What is Real and What is Artificial?
During times of market stress, one of the biggest challenges is trying to determine what is real and what is artificial.
When markets spike - in either direction - there is usually some sort of a news event or happening that triggers the move. BREXIT was a prime example of this. My thinking has always been that when markets make outsized moves, there is usually a reason. And when the Dow falls -4.6%, one assumes there was a darned good reason.
However, there didn't appear to be any data, headline, or specific story that triggered yesterday's action. This leads me to believe that there is more going on underneath the surface than meets the eye.
Yes, it is true that investors may be worried about the prospect of inflation heating up. Exhibit A in this argument is Friday's 2.9% wage growth data point. In short, this was the fastest annual increase in worker pay since 2009. Hence, Paul Tudor Jones, of macro hedge fund fame, said recently that inflation is about to come back "with a vengeance."
So, yes, I can see how stock and bond investors may be rethinking their macro thesis a bit here. And yes, this could certainly lead to a "reset," a "correction," or a "pullback" of sorts in the market - especially with valuations at such lofty levels.

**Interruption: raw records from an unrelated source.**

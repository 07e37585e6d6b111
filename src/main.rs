use std::sync::Arc;
use std::time::Duration;

use anyhow::Context;
use tokio::net::TcpListener;

use stocklens_backend::app;
use stocklens_backend::config::{AppConfig, ProviderKind};
use stocklens_backend::external::mock::MockPriceProvider;
use stocklens_backend::external::price_provider::PriceProvider;
use stocklens_backend::external::yahoo::YahooProvider;
use stocklens_backend::logging::{init_logging, LoggingConfig};
use stocklens_backend::state::AppState;

const FAILURE_CACHE_SWEEP: Duration = Duration::from_secs(15 * 60);

#[tokio::main]
async fn main() -> anyhow::Result<()> {
    dotenvy::dotenv().ok();

    // Initialize logging FIRST
    init_logging(LoggingConfig::from_env()).context("failed to initialize logging")?;

    let config = AppConfig::from_env().map_err(anyhow::Error::msg)?;

    let provider: Arc<dyn PriceProvider> = match config.provider {
        ProviderKind::Mock => {
            tracing::info!("📊 Using price provider: mock (seed {})", config.mock_seed);
            Arc::new(MockPriceProvider::new(config.mock_seed))
        }
        ProviderKind::Yahoo => {
            tracing::info!("📊 Using price provider: Yahoo Finance chart API");
            Arc::new(YahooProvider::new().context("failed to create Yahoo client")?)
        }
    };

    let state = AppState::new(provider, config.clone());

    let failure_cache = state.failure_cache.clone();
    tokio::spawn(async move {
        let mut ticker = tokio::time::interval(FAILURE_CACHE_SWEEP);
        loop {
            ticker.tick().await;
            failure_cache.cleanup_expired();
        }
    });

    let app = app::create_app(state);

    let listener = TcpListener::bind(config.bind_addr)
        .await
        .with_context(|| format!("failed to bind {}", config.bind_addr))?;
    tracing::info!("🚀 StockLens backend running at http://{}/", config.bind_addr);

    axum::serve(listener, app).await?;

    Ok(())
}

Yet, from my seat, a substantial portion of Monday's 1175 point (-4.6%) plunge on the DJIA has to be viewed as artificial. The bottom line is the Dow doesn't dive 856 points in 7 minutes based on fundamentals or a change in the macro view. It also doesn't rebound 796 points in the ensuing 7 minutes based on anything other than programmed, high speed trading algorithms. No, this is the stuff that "flash crashes" are made of.
So, the next task is to identify what triggered such a massive move. The problem here is that sometimes, as in the case of the original "flash crash" seen in 2011, we don't know what caused the computers to go haywire for quite some time.

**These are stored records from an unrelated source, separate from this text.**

use async_trait::async_trait;
use chrono::{Datelike, Duration, NaiveDate, NaiveTime, TimeZone, Utc, Weekday};
use rand::rngs::StdRng;
use rand::{Rng, SeedableRng};

use crate::external::price_provider::{PriceProvider, PriceProviderError};
use crate::models::{IntradayTick, PricePoint, PriceSeries};

/// Regular session length in minutes (09:30 to 16:00 New York).
const SESSION_MINUTES: u32 = 390;

/// Session open expressed in UTC, ignoring daylight saving.
const SESSION_OPEN_UTC: (u32, u32) = (14, 30);

const DAILY_DRIFT: f64 = 0.0003;
const DAILY_SHOCK: f64 = 0.02;
const INTRADAY_SHOCK: f64 = 0.002;

/// Synthetic market data: a seeded geometric random walk per ticker.
///
/// The same seed, ticker and anchor date always produce the same data.
#[derive(Debug, Clone)]
pub struct MockPriceProvider {
    seed: u64,
    anchor: Option<NaiveDate>,
}

impl MockPriceProvider {
    pub fn new(seed: u64) -> Self {
        Self { seed, anchor: None }
    }

    /// Pin the last generated day instead of using today's date.
    pub fn with_anchor(mut self, anchor: NaiveDate) -> Self {
        self.anchor = Some(anchor);
        self
    }

    fn anchor_date(&self) -> NaiveDate {
        self.anchor.unwrap_or_else(|| Utc::now().date_naive())
    }

    fn rng_for(&self, ticker: &str, salt: u64) -> StdRng {
        StdRng::seed_from_u64(self.seed ^ ticker_hash(ticker) ^ salt)
    }

    pub fn daily_series(&self, ticker: &str, days: u32) -> Result<PriceSeries, PriceProviderError> {
        let anchor = self.anchor_date();
        let dates = business_days(anchor, days);

        let mut rng = self.rng_for(ticker, 0);
        let mut previous_close: f64 = rng.random_range(20.0..500.0);
        let base_volume: f64 = rng.random_range(500_000.0..20_000_000.0);

        let points = dates
            .into_iter()
            .map(|date| {
                let open = previous_close * (1.0 + rng.random_range(-0.005..0.005));
                let close = previous_close
                    * (1.0 + DAILY_DRIFT + rng.random_range(-DAILY_SHOCK..DAILY_SHOCK));
                let high = open.max(close) * (1.0 + rng.random_range(0.0..0.01));
                let low = open.min(close) * (1.0 - rng.random_range(0.0..0.01));
                let volume = (base_volume * rng.random_range(0.5..1.5)).round();

                previous_close = close;

                PricePoint {
                    date,
                    open,
                    high,
                    low,
                    close,
                    adj_close: close,
                    volume,
                }
            })
            .collect();

        Ok(PriceSeries::new(ticker, points)?)
    }

    pub fn session_ticks(&self, ticker: &str, interval_minutes: u32) -> Vec<IntradayTick> {
        let interval = interval_minutes.max(1);
        let session_day = last_business_day(self.anchor_date());
        let (hour, minute) = SESSION_OPEN_UTC;
        let open = Utc.from_utc_datetime(
            &session_day.and_time(NaiveTime::from_hms_opt(hour, minute, 0).unwrap_or_default()),
        );

        let mut rng = self.rng_for(ticker, u64::from(interval) << 32);
        let mut price: f64 = rng.random_range(20.0..500.0);
        let base_volume: f64 = rng.random_range(10_000.0..500_000.0) * f64::from(interval);

        (0..SESSION_MINUTES / interval)
            .map(|i| {
                price *= 1.0 + rng.random_range(-INTRADAY_SHOCK..INTRADAY_SHOCK);
                let volume = (base_volume * rng.random_range(0.3..1.7)).round();

                IntradayTick {
                    timestamp: open + Duration::minutes(i64::from(i * interval)),
                    price,
                    volume,
                }
            })
            .collect()
    }
}

#[async_trait]
impl PriceProvider for MockPriceProvider {
    async fn fetch_daily_history(
        &self,
        ticker: &str,
        days: u32,
    ) -> Result<PriceSeries, PriceProviderError> {
        self.daily_series(ticker, days)
    }

    async fn fetch_intraday(
        &self,
        ticker: &str,
        interval_minutes: u32,
    ) -> Result<Vec<IntradayTick>, PriceProviderError> {
        Ok(self.session_ticks(ticker, interval_minutes))
    }

    fn name(&self) -> &'static str {
        "mock"
    }
}

// FNV-1a; stable across builds unlike std's DefaultHasher
fn ticker_hash(ticker: &str) -> u64 {
    ticker.bytes().fold(0xcbf2_9ce4_8422_2325, |hash, byte| {
        (hash ^ u64::from(byte)).wrapping_mul(0x0100_0000_01b3)
    })
}

fn is_business_day(date: NaiveDate) -> bool {
    !matches!(date.weekday(), Weekday::Sat | Weekday::Sun)
}

fn last_business_day(mut date: NaiveDate) -> NaiveDate {
    while !is_business_day(date) {
        date -= Duration::days(1);
    }
    date
}

/// Weekdays within the `days` calendar days ending at `anchor`, oldest first.
/// Falls back to the latest weekday when the window holds none.
fn business_days(anchor: NaiveDate, days: u32) -> Vec<NaiveDate> {
    let dates: Vec<NaiveDate> = (0..i64::from(days.max(1)))
        .rev()
        .map(|offset| anchor - Duration::days(offset))
        .filter(|d| is_business_day(*d))
        .collect();

    if dates.is_empty() {
        vec![last_business_day(anchor)]
    } else {
        dates
    }
}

The good news is this time around, we can come up with a pretty good explanation for the sudden, massive spike in market volatility. The volatility game itself.
According to a BAML (Bank of America Merrill Lynch) survey, the "short volatility" trade had made it to the top of their "crowded trade" list. In short, this means that shorting volatility has become a staple for big traders and with everybody on the planet playing the game, both the risk and the consequence of a mishap in a crowded trade becomes elevated.
In case you aren't familiar with the game, being short volatility via exchange traded vehicles, essentially provides you with a cheap and easy way to become HIGHLY leveraged to the moves in the stock market. In my experience, these ETN's tend to move something on the order of 5X (or more) the S&P on a daily basis.
For example, while the S&P 500 produced a gain of 21.8% last year, the XIV (Velocityshares Daily Inverse VIX ETN) rose 187.6%. Yowza.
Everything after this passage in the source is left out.